Mlle Elsa en était une jeune, et très florissante. Mais elle eût accepté, sans désespoir, la perspective, assurément peu vraisemblable, de chanter plus tard cette messe de minuit. « Certes, disait-elle, je désire me marier. La nature est là qui veut que les jeunes gens et les jeunes filles désirent se marier. Mais, si je ne rencontre personne que j’aime, je ne me sentirai pas du tout à plaindre. C’est si bon, l’indépendance ! » Elle parlait de la nature sans fausse pudeur, et non sans quelque affectueuse rudesse, comme d’une puissance bourrue et bienfaisante.

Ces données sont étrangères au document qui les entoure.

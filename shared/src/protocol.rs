use serde::{Deserialize, Serialize};

/// Usage of a single client against its session quota.
#[derive(Debug, Clone, Copy, PartialEq, Eq, Serialize, Deserialize)]
pub struct QuotaSnapshot {
    pub used: u32,
    pub limit: u32,
}

impl QuotaSnapshot {
    pub fn remaining(&self) -> u32 {
        self.limit.saturating_sub(self.used)
    }

    pub fn is_exhausted(&self) -> bool {
        self.used >= self.limit
    }
}

/// Events authored by the relay itself and delivered to the client
/// interleaved with the verbatim upstream traffic.
#[derive(Debug, Clone, PartialEq, Serialize, Deserialize)]
#[serde(tag = "type")]
pub enum RelayEvent {
    /// Upstream connection is open and the session directive has been applied
    #[serde(rename = "relay.upstream_ready")]
    UpstreamReady,
    /// Quota state at bridge start
    #[serde(rename = "relay.quota")]
    Quota {
        #[serde(flatten)]
        quota: QuotaSnapshot,
    },
    /// Quota state after an accepted user message
    #[serde(rename = "relay.quota_update")]
    QuotaUpdate {
        #[serde(flatten)]
        quota: QuotaSnapshot,
    },
    /// Terminal: the connection is closed right after this event
    #[serde(rename = "relay.limit_reached")]
    LimitReached {
        #[serde(flatten)]
        quota: QuotaSnapshot,
    },
    /// A user message was judged out of scope and dropped
    #[serde(rename = "relay.scope_violation")]
    ScopeViolation {
        reason: String,
    },
    /// A client-originated message was rejected (non-fatal)
    #[serde(rename = "error")]
    Error {
        error: ErrorBody,
    },
}

#[derive(Debug, Clone, PartialEq, Eq, Serialize, Deserialize)]
pub struct ErrorBody {
    pub code: String,
    pub message: String,
}

impl RelayEvent {
    pub fn error(code: impl Into<String>, message: impl Into<String>) -> Self {
        Self::Error {
            error: ErrorBody {
                code: code.into(),
                message: message.into(),
            },
        }
    }

    pub fn to_json(&self) -> String {
        // Every variant is a plain struct of strings and integers.
        serde_json::to_string(self).unwrap_or_default()
    }
}

/// WebSocket close codes used by the relay (application range 4000-4999).
pub mod close_codes {
    pub const NORMAL: u16 = 1000;
    pub const INTERNAL: u16 = 1011;
    pub const SESSION_EXPIRED: u16 = 4001;
    pub const SESSION_ENDED: u16 = 4002;
    pub const LIMIT_REACHED: u16 = 4003;
    pub const UPSTREAM_UNAVAILABLE: u16 = 4004;
    pub const BACKLOG_EXCEEDED: u16 = 4005;
}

Elle me disait encore : « Je ne sais rien faire de ce que font les dames ; mais je sais labourer, tisser, filer, pétrir le pain et baratter le beurre.

— Vous savez aussi jouer de la musique et chanter.

— Oh ! très peu de musique, et je ne chante que pour les vieilles femmes, le dimanche.

— Mais vous avez voyagé en France, mademoiselle Elsa ; vous connaissez le français et l’anglais et l’allemand. Vous avez beaucoup lu. Vous êtes très instruite.

— Ce n’est pas de l’instruction, cela ! Je ne suis qu’une paysanne qui apprend à soigner les malades.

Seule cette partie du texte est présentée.